5hmC showed a bimodal distribution around CGIs and associated with H3K4me1. (A,B) 5hmC distribution around different CGI categories in liver normal (A) and liver tumor (B). (C,D) H3K4me1 enrichment around different CGI categories in liver normal (C) and liver tumor (D). (E,F) H3K4me1 associated with 5hmC enrichment in CGI shores in liver normal (E) and liver tumor (F).

To gain insight into the potential functional role of 5hmC in CGI shores, we analyzed the association of 5hmC distribution with a variety of active histone modification marks using publicly available ChIP-seq data (Roadmap Epigenomics Consortium et al. 2015). While H3K4me3, H3K9ac, and H3K27ac showed peaks at CGIs of active genes (Supplemental Fig. S9C–H), H3K4me1 showed bimodal peaks around CGI shores similar to that of the 5hmC (Fig. 3C,D), suggesting potential crosstalk between H3K4me1 and 5hmC at CGI shores. To thoroughly examine the association between 5hmC and H3K4me1, we divided all CGI shores into two groups—with or without H3K4me1 modification—and found that only CGI shores with H3K4me1 modification showed clear 5hmC bimodal peaks (Fig. 3E,F). CGIs with H3K4me1 on shores also showed H3K4me3 modification that tightly associated with active genes, again indicating positive correlation between 5hmC/H3K4me1 and gene expression (Supplemental Fig. S10).
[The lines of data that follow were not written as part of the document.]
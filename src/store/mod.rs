//! Append-only labelled time-series store
//!
//! Holds float samples keyed by a sorted label set, bounded by a
//! retention window. Writers buffer samples in an [`Appender`] and make
//! them visible atomically on commit; readers range-scan through a
//! [`Querier`] with equality matchers. Committed samples are also
//! appended to daily CSV files under the data directory and replayed on
//! open, so a restart keeps whatever the retention window preserves.

use std::collections::{HashMap, VecDeque};
use std::fs::{self, File, OpenOptions};
use std::path::{Path, PathBuf};
use std::sync::{Arc, Mutex, RwLock};
use std::time::Duration;

use anyhow::{bail, Context, Result};
use chrono::{NaiveDate, TimeZone, Utc};
use csv::{ReaderBuilder, WriterBuilder};
use serde::{Deserialize, Serialize};
use tracing::{debug, warn};

/// Reserved label carrying the metric name.
pub const NAME_LABEL: &str = "__name__";
/// Label carrying the canonical data-source id.
pub const SOURCE_LABEL: &str = "source";

const FILE_PREFIX: &str = "samples_";
const FILE_SUFFIX: &str = ".csv";

/// A single name/value label.
#[derive(Debug, Clone, PartialEq, Eq, Serialize, Deserialize)]
pub struct Label {
    pub name: String,
    pub value: String,
}

/// A sorted label set identifying one series.
#[derive(Debug, Clone, PartialEq, Eq, Default, Serialize, Deserialize)]
pub struct Labels(Vec<Label>);

impl Labels {
    pub fn from_pairs<I, N, V>(pairs: I) -> Self
    where
        I: IntoIterator<Item = (N, V)>,
        N: Into<String>,
        V: Into<String>,
    {
        let mut labels: Vec<Label> = pairs
            .into_iter()
            .map(|(name, value)| Label {
                name: name.into(),
                value: value.into(),
            })
            .collect();
        labels.sort_by(|a, b| a.name.cmp(&b.name));
        Labels(labels)
    }

    pub fn get(&self, name: &str) -> Option<&str> {
        self.0
            .iter()
            .find(|l| l.name == name)
            .map(|l| l.value.as_str())
    }

    pub fn iter(&self) -> impl Iterator<Item = &Label> {
        self.0.iter()
    }

    /// Stable identity of the series this label set names.
    fn key(&self) -> String {
        let mut key = String::new();
        for label in &self.0 {
            key.push_str(&label.name);
            key.push('\u{1}');
            key.push_str(&label.value);
            key.push('\u{2}');
        }
        key
    }
}

/// Equality matcher over one label name.
#[derive(Debug, Clone)]
pub struct Matcher {
    name: String,
    value: String,
}

impl Matcher {
    pub fn equal(name: impl Into<String>, value: impl Into<String>) -> Self {
        Matcher {
            name: name.into(),
            value: value.into(),
        }
    }

    fn matches(&self, labels: &Labels) -> bool {
        labels.get(&self.name) == Some(self.value.as_str())
    }
}

/// One series returned by a query: labels plus ascending samples.
#[derive(Debug, Clone)]
pub struct Series {
    pub labels: Labels,
    pub samples: Vec<(i64, f64)>,
}

#[derive(Debug, Serialize, Deserialize)]
struct SampleRow {
    timestamp_ms: i64,
    labels: String,
    value: f64,
}

struct SeriesData {
    labels: Labels,
    samples: VecDeque<(i64, f64)>,
}

struct DailyLog {
    day: NaiveDate,
    writer: csv::Writer<File>,
}

/// Retention-bounded time-series store.
pub struct TsStore {
    data_dir: PathBuf,
    retention: Duration,
    series: RwLock<HashMap<String, SeriesData>>,
    log: Mutex<DailyLog>,
}

impl TsStore {
    /// Open (or create) a store under `data_dir`, replaying any persisted
    /// samples that still fall inside the retention window and deleting
    /// log files that fell out of it entirely.
    pub fn open(data_dir: impl AsRef<Path>, retention: Duration) -> Result<Arc<Self>> {
        let data_dir = data_dir.as_ref().to_path_buf();
        fs::create_dir_all(&data_dir)
            .with_context(|| format!("creating store directory {}", data_dir.display()))?;

        let cutoff_ms = Utc::now().timestamp_millis() - retention.as_millis() as i64;
        let mut series: HashMap<String, SeriesData> = HashMap::new();

        let mut log_files = collect_log_files(&data_dir)?;
        log_files.sort();
        for (day, path) in log_files {
            // A file dated D holds nothing newer than the end of day D.
            let day_end_ms = day
                .succ_opt()
                .and_then(|next| next.and_hms_opt(0, 0, 0))
                .map(|dt| Utc.from_utc_datetime(&dt).timestamp_millis())
                .unwrap_or(i64::MAX);
            if day_end_ms < cutoff_ms {
                debug!(file = %path.display(), "removing expired sample log");
                fs::remove_file(&path)
                    .with_context(|| format!("removing expired log {}", path.display()))?;
                continue;
            }
            load_log_file(&path, cutoff_ms, &mut series)?;
        }

        for data in series.values_mut() {
            data.samples
                .make_contiguous()
                .sort_by_key(|(ts, _)| *ts);
        }

        let today = Utc::now().date_naive();
        let writer = open_log_writer(&data_dir, today)?;

        Ok(Arc::new(TsStore {
            data_dir,
            retention,
            series: RwLock::new(series),
            log: Mutex::new(DailyLog { day: today, writer }),
        }))
    }

    /// Start a buffered write. Appends become visible only on commit.
    pub fn appender(self: &Arc<Self>) -> Appender {
        Appender {
            store: Arc::clone(self),
            pending: Vec::new(),
        }
    }

    /// Open a read view over `[mint, maxt]` (both bounds inclusive).
    pub fn querier(self: &Arc<Self>, mint: i64, maxt: i64) -> Querier {
        Querier {
            store: Arc::clone(self),
            mint,
            maxt,
        }
    }

    /// Flush the persistence log to disk.
    pub fn flush(&self) -> Result<()> {
        let mut log = self.log.lock().expect("store log poisoned");
        log.writer.flush().context("flushing sample log")?;
        Ok(())
    }

    fn commit(&self, pending: Vec<(Labels, i64, f64)>) -> Result<()> {
        if pending.is_empty() {
            return Ok(());
        }

        let mut series = self.series.write().expect("store series poisoned");

        // Validate ordering for the whole batch before touching anything:
        // a commit is all-or-nothing.
        let mut last_ts: HashMap<String, i64> = HashMap::new();
        for (labels, ts, _) in &pending {
            let key = labels.key();
            let floor = last_ts
                .get(&key)
                .copied()
                .or_else(|| series.get(&key).and_then(|s| s.samples.back().map(|(t, _)| *t)));
            if let Some(floor) = floor {
                if *ts < floor {
                    bail!(
                        "out of order sample for series {:?}: {} < {}",
                        labels.get(NAME_LABEL).unwrap_or(""),
                        ts,
                        floor
                    );
                }
            }
            last_ts.insert(key, *ts);
        }

        {
            let mut log = self.log.lock().expect("store log poisoned");
            let today = Utc::now().date_naive();
            if log.day != today {
                log.writer.flush().context("flushing sample log")?;
                log.writer = open_log_writer(&self.data_dir, today)?;
                log.day = today;
            }
            for (labels, ts, value) in &pending {
                let row = SampleRow {
                    timestamp_ms: *ts,
                    labels: serde_json::to_string(labels).context("encoding labels")?,
                    value: *value,
                };
                log.writer.serialize(&row).context("writing sample log")?;
            }
            log.writer.flush().context("flushing sample log")?;
        }

        let cutoff_ms = Utc::now().timestamp_millis() - self.retention.as_millis() as i64;
        for (labels, ts, value) in pending {
            let key = labels.key();
            let data = series.entry(key).or_insert_with(|| SeriesData {
                labels,
                samples: VecDeque::new(),
            });
            data.samples.push_back((ts, value));
            while data
                .samples
                .front()
                .map(|(t, _)| *t < cutoff_ms)
                .unwrap_or(false)
            {
                data.samples.pop_front();
            }
        }

        Ok(())
    }
}

/// Buffered writer handed out by [`TsStore::appender`].
pub struct Appender {
    store: Arc<TsStore>,
    pending: Vec<(Labels, i64, f64)>,
}

impl Appender {
    pub fn append(&mut self, labels: Labels, timestamp_ms: i64, value: f64) {
        self.pending.push((labels, timestamp_ms, value));
    }

    /// Make all buffered samples visible atomically.
    pub fn commit(self) -> Result<()> {
        self.store.commit(self.pending)
    }

    /// Discard all buffered samples.
    pub fn rollback(self) {}
}

/// Read view over a fixed time window.
pub struct Querier {
    store: Arc<TsStore>,
    mint: i64,
    maxt: i64,
}

impl Querier {
    /// Return every series matching all `matchers`, with its samples
    /// restricted to the querier window in ascending timestamp order.
    /// Series with no samples inside the window are omitted.
    pub fn select(&self, matchers: &[Matcher]) -> Vec<Series> {
        let series = self.store.series.read().expect("store series poisoned");
        let mut out: Vec<Series> = Vec::new();
        for data in series.values() {
            if !matchers.iter().all(|m| m.matches(&data.labels)) {
                continue;
            }
            let samples: Vec<(i64, f64)> = data
                .samples
                .iter()
                .filter(|(ts, _)| *ts >= self.mint && *ts <= self.maxt)
                .copied()
                .collect();
            if samples.is_empty() {
                continue;
            }
            out.push(Series {
                labels: data.labels.clone(),
                samples,
            });
        }
        out.sort_by(|a, b| a.labels.key().cmp(&b.labels.key()));
        out
    }
}

fn collect_log_files(dir: &Path) -> Result<Vec<(NaiveDate, PathBuf)>> {
    let mut files = Vec::new();
    for entry in fs::read_dir(dir).with_context(|| format!("reading {}", dir.display()))? {
        let entry = entry?;
        let path = entry.path();
        if !path.is_file() {
            continue;
        }
        let Some(name) = path.file_name().and_then(|n| n.to_str()) else {
            continue;
        };
        let Some(date_part) = name
            .strip_prefix(FILE_PREFIX)
            .and_then(|rest| rest.strip_suffix(FILE_SUFFIX))
        else {
            continue;
        };
        match NaiveDate::parse_from_str(date_part, "%Y-%m-%d") {
            Ok(day) => files.push((day, path)),
            Err(_) => warn!(file = %path.display(), "ignoring unrecognized file in store directory"),
        }
    }
    Ok(files)
}

fn load_log_file(
    path: &Path,
    cutoff_ms: i64,
    series: &mut HashMap<String, SeriesData>,
) -> Result<()> {
    let file =
        File::open(path).with_context(|| format!("opening sample log {}", path.display()))?;
    let mut reader = ReaderBuilder::new().has_headers(true).from_reader(file);
    for row in reader.deserialize() {
        let row: SampleRow = match row {
            Ok(row) => row,
            Err(e) => {
                warn!(file = %path.display(), error = %e, "skipping malformed sample row");
                continue;
            }
        };
        if row.timestamp_ms < cutoff_ms {
            continue;
        }
        let labels: Labels = match serde_json::from_str(&row.labels) {
            Ok(labels) => labels,
            Err(e) => {
                warn!(file = %path.display(), error = %e, "skipping row with malformed labels");
                continue;
            }
        };
        let data = series.entry(labels.key()).or_insert_with(|| SeriesData {
            labels,
            samples: VecDeque::new(),
        });
        data.samples.push_back((row.timestamp_ms, row.value));
    }
    Ok(())
}

fn open_log_writer(dir: &Path, day: NaiveDate) -> Result<csv::Writer<File>> {
    let path = dir.join(format!("{}{}{}", FILE_PREFIX, day.format("%Y-%m-%d"), FILE_SUFFIX));
    let file_has_data = path.exists() && fs::metadata(&path).map(|m| m.len() > 0).unwrap_or(false);

    let file = OpenOptions::new()
        .create(true)
        .append(true)
        .open(&path)
        .with_context(|| format!("opening sample log {}", path.display()))?;

    Ok(WriterBuilder::new()
        .has_headers(!file_has_data)
        .from_writer(file))
}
Taken together, these results suggest that 5hmC and the association with the H3K4me1 mark contribute to the function of CGI shores in regulating gene expression.

5hmC correlates positively with H3K4m1 and negatively with 5mC in both t-DMRs and c-DMRs

Consistent with the observation that liver showed a lower global 5mC methylation level than lung (62.08% vs. 65.32%, t-test, P-value = 0.01354), we identified more hypomethylated than hypermethylated t-DMRs in normal liver (Supplemental Tables S7–S8) for 5mC. We divided all t-DMRs into three groups: CGI-associated, CGI shore-associated, and other DMRs. Consistent with our previous study (Irizarry et al. 2009), very few t-DMRs were CGI-associated (2.9%), while most t-DMRs were CGI shore-associated (21.0%) or distant from CGIs (76.1%), the latter mostly within gene bodies (66.5%).
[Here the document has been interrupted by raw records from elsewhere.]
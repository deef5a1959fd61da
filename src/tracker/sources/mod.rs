//! Data source implementations (HTTP JSON, manual file, Uniswap, Balancer)

mod balancer;
mod file;
mod http;
mod uniswap;

pub use balancer::BalancerSource;
pub use file::JsonFileSource;
pub use http::JsonApiSource;
pub use uniswap::UniswapSource;

use std::sync::Arc;
use std::time::Duration;

use anyhow::{bail, Context, Result};
use async_trait::async_trait;
use chrono::{DateTime, TimeZone, Utc};
use ethers::contract::abigen;
use ethers::providers::{Http, Provider};
use ethers::types::U256;
use serde_json::Value;

/// Shared read-only chain client handed to on-chain sources.
pub type EthClient = Arc<Provider<Http>>;

/// One observation from a data source.
#[derive(Debug, Clone, PartialEq)]
pub struct PricePoint {
    pub price: f64,
    pub volume: f64,
    /// Timestamp reported by the source itself; `None` when the source
    /// does not report one (most HTTP APIs).
    pub source_ts: Option<DateTime<Utc>>,
}

/// Trait for pollable price/volume sources.
#[async_trait]
pub trait DataSource: Send + Sync + std::fmt::Debug {
    /// Fetch the current price and volume.
    async fn get(&self) -> Result<PricePoint>;

    /// The recommended interval for calling `get`. Some APIs will return
    /// an error if called more often due to provider rate limiting.
    /// Zero means "inherit the global default".
    fn interval(&self) -> Duration;

    /// Canonical id of this source (URL, file path or pool address).
    fn source(&self) -> &str;
}

/// Trait for response-body parsers.
pub trait Parser: Send + Sync {
    fn parse(&self, input: &[u8]) -> Result<PricePoint>;
}

abigen!(
    Erc20Token,
    r#"[
        function symbol() external view returns (string)
        function decimals() external view returns (uint8)
    ]"#
);

pub(crate) fn u256_to_f64(value: U256) -> f64 {
    // A decimal digit string always parses as f64 (saturating for very
    // large values).
    value.to_string().parse::<f64>().unwrap_or(f64::MAX)
}

pub(crate) fn split_symbol(symbol: &str) -> Result<(&str, &str)> {
    symbol
        .split_once('/')
        .with_context(|| format!("symbol {:?} is not of the form BASE/QUOTE", symbol))
}

/// JSON-path parser over a subset grammar: `$` followed by `.field` and
/// `[index]` segments. The addressed value must be a numeric scalar or a
/// sequence of up to three numerics read positionally as
/// `(price, volume, unix-seconds)`.
pub struct JsonPathParser {
    param: String,
}

impl JsonPathParser {
    pub fn new(param: impl Into<String>) -> Self {
        JsonPathParser {
            param: param.into(),
        }
    }
}

impl Parser for JsonPathParser {
    fn parse(&self, input: &[u8]) -> Result<PricePoint> {
        let doc: Value = serde_json::from_slice(input).context("parsing response body")?;
        let result = eval_path(&doc, &self.param)?;

        let items: Vec<&Value> = match result {
            Value::Array(list) => list.iter().collect(),
            other => vec![other],
        };

        let mut price = 0.0;
        let mut volume = 0.0;
        let mut source_ts = None;
        for (i, item) in items.iter().take(3).enumerate() {
            match i {
                0 => price = numeric(item).context("price needs to be a valid number")?,
                1 => volume = numeric(item).context("volume needs to be a valid number")?,
                _ => {
                    let secs = numeric(item).context("timestamp needs to be a valid number")?;
                    if secs != 0.0 {
                        source_ts = Utc.timestamp_opt(secs as i64, 0).single();
                    }
                }
            }
        }

        Ok(PricePoint {
            price,
            volume,
            source_ts,
        })
    }
}

fn eval_path<'a>(doc: &'a Value, expr: &str) -> Result<&'a Value> {
    let rest = expr
        .trim()
        .strip_prefix('$')
        .with_context(|| format!("json path {:?} must start with '$'", expr))?;

    let mut value = doc;
    let mut chars = rest.chars().peekable();
    while let Some(&c) = chars.peek() {
        match c {
            '.' => {
                chars.next();
                let mut field = String::new();
                while let Some(&c) = chars.peek() {
                    if c == '.' || c == '[' {
                        break;
                    }
                    field.push(c);
                    chars.next();
                }
                if field.is_empty() {
                    bail!("json path {:?}: empty field segment", expr);
                }
                value = value
                    .get(field.as_str())
                    .with_context(|| format!("json path {:?}: no field {:?}", expr, field))?;
            }
            '[' => {
                chars.next();
                let mut digits = String::new();
                for c in chars.by_ref() {
                    if c == ']' {
                        break;
                    }
                    digits.push(c);
                }
                let index: usize = digits
                    .trim()
                    .parse()
                    .with_context(|| format!("json path {:?}: bad index {:?}", expr, digits))?;
                value = value
                    .get(index)
                    .with_context(|| format!("json path {:?}: no index {}", expr, index))?;
            }
            other => bail!("json path {:?}: unexpected {:?}", expr, other),
        }
    }
    Ok(value)
}

fn numeric(value: &Value) -> Result<f64> {
    match value {
        Value::Number(n) => n
            .as_f64()
            .with_context(|| format!("{} is not representable as f64", n)),
        Value::String(s) => {
            // Normalize based on the american locale.
            let cleaned = s.replace(',', "");
            cleaned
                .parse::<f64>()
                .with_context(|| format!("{:?} is not a number", s))
        }
        other => bail!("{:?} is not a number", other),
    }
}

#[cfg(test)]
mod tests {
    use super::*;

    #[test]
    fn parses_single_scalar() {
        let parser = JsonPathParser::new("$.data.price");
        let point = parser
            .parse(br#"{"data":{"price":123.4}}"#)
            .unwrap();
        assert_eq!(point.price, 123.4);
        assert_eq!(point.volume, 0.0);
        assert!(point.source_ts.is_none());
    }

    #[test]
    fn parses_string_with_thousand_separators() {
        let parser = JsonPathParser::new("$.p");
        let point = parser.parse(br#"{"p":"1,234.5"}"#).unwrap();
        assert_eq!(point.price, 1234.5);
    }

    #[test]
    fn parses_triple_with_timestamp() {
        let parser = JsonPathParser::new("$");
        let point = parser.parse(br#"[10.5, 300, 1600000000]"#).unwrap();
        assert_eq!(point.price, 10.5);
        assert_eq!(point.volume, 300.0);
        assert_eq!(point.source_ts.unwrap().timestamp(), 1_600_000_000);
    }

    #[test]
    fn missing_trailing_items_default_to_zero() {
        let parser = JsonPathParser::new("$");
        let point = parser.parse(br#"[10.5]"#).unwrap();
        assert_eq!(point.volume, 0.0);
        assert!(point.source_ts.is_none());

        let point = parser.parse(br#"[10.5, 2, 0]"#).unwrap();
        assert!(point.source_ts.is_none());
    }

    #[test]
    fn indexed_path_segments() {
        let parser = JsonPathParser::new("$.result[1].last");
        let point = parser
            .parse(br#"{"result":[{"last":1},{"last":2.5}]}"#)
            .unwrap();
        assert_eq!(point.price, 2.5);
    }

    #[test]
    fn non_numeric_result_is_fatal() {
        let parser = JsonPathParser::new("$.status");
        assert!(parser.parse(br#"{"status":"ok"}"#).is_err());
        assert!(parser.parse(br#"{"status":true}"#).is_err());
    }

    #[test]
    fn missing_path_is_fatal() {
        let parser = JsonPathParser::new("$.nope.price");
        assert!(parser.parse(br#"{"data":{}}"#).is_err());
    }

    #[test]
    fn malformed_body_is_fatal() {
        let parser = JsonPathParser::new("$.p");
        assert!(parser.parse(b"<html>rate limited</html>").is_err());
    }

    #[test]
    fn split_symbol_pairs() {
        assert_eq!(split_symbol("ETH/USD").unwrap(), ("ETH", "USD"));
        assert!(split_symbol("ETHUSD").is_err());
    }
}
Our previous study showed that c-DMRs highly overlapped with t-DMRs (Irizarry et al. 2009). Following this point, we divided t-DMRs into hypermethylated and hypomethylated groups and overlapped the c-DMRs within each tissue. We further found that liver hypermethylated c-DMRs significantly overlapped with normal liver hypermethylated t-DMRs (liver vs. lung), compared to normal liver hypomethylated t-DMRs (13.4% vs. 2.1%, χ2 test, P < 2.2 × 10−16) (Supplemental Table S9). Similarly, lung hypermethylated c-DMRs significantly overlapped with normal lung hypermethylated t-DMRs (lung vs. liver), compared to normal lung hypomethylated t-DMRs (14.8% vs. 1.8%, χ2 test, P < 2.2 × 10−16) (Supplemental Table S9). In line with the above result, we also found that liver cancer down-regulated genes were significantly enriched in those genes comparatively up-regulated in normal liver compared to normal lung (42% vs. 6.1%, χ2 test, P < 2.2 × 10−16). A similar result was also observed in lung cancer (54.2% vs. 8.8%, χ2 test, P < 2.2 × 10−16). Taken together, these results suggested that the aberrant DNA hypermethylation might disrupt the normal tissue-specific methylation landscape during tumorigenesis and result in transcriptional silencing of genes that are usually actively expressed in normal tissues.

To determine the association between t-DMR and 5hmC, we overlapped t-DMRs with identified liver- and lung-specific 5hmC regions (Fig. 4A). We found that, in general, liver-hypermethylated t-DMRs were hypo-hydroxymethylated, while liver-hypomethylated t-DMRs were hyper-hydroxymethylated between normal liver and lung (5hmCliver − 5hmClung, −0.014 vs. 0.048, Wilcoxon test, P-value < 2.2 × 10−16), indicating a negative correlation between the 5mC difference and 5hmC difference on t-DMRs (Fig. 4B). Furthermore, we found that DNA methylation changes at t-DMRs also negatively correlated with the H3K4me1 difference (Fig. 4C). Consistently, t-DMRs where liver was comparatively hypermethylated overlapped with lung-specific H3K4me1 peaks, while t-DMRs where liver was comparatively hypomethylated overlapped with liver-specific H3K4me1 peaks (Supplemental Tables S7–S8). These results suggested strong associations among dynamic changes of 5mC, 5hmC, and H3K4me1, and more importantly, these H3K4me1-associated 5mC and 5hmC changes corresponded to changes in gene expression between tissue types as shown above.

Figure 4.

Figure 4.

5mC change of t-DMRs and c-DMRs anticorrelated with 5hmC and H3K4me1 changes. (A) Venn diagram of identified liver and lung 5hmC regions. (B) Negative correlation between 5mC difference and 5hmC difference on t-DMRs. (C) Negative correlation between 5mC difference and H4K4me1 enrichment difference on t-DMRs. (D) 5hmC difference on different t-DMR categories. 5hmC difference on non-CGI t-DMRs showed a larger difference than that of CGI t-DMRs. (E) Cytosine modification difference (5mC + 5hmC) between normal and tumor at promoters with high and low 5hmC level in liver. (F) Only DNA methylation difference (5mC) between normal and tumor at promoters with high and low 5hmC level in liver. Promoters were ranked according to the 5hmC level, and the highest and lowest 10th percentiles of the promoter were used for our analysis.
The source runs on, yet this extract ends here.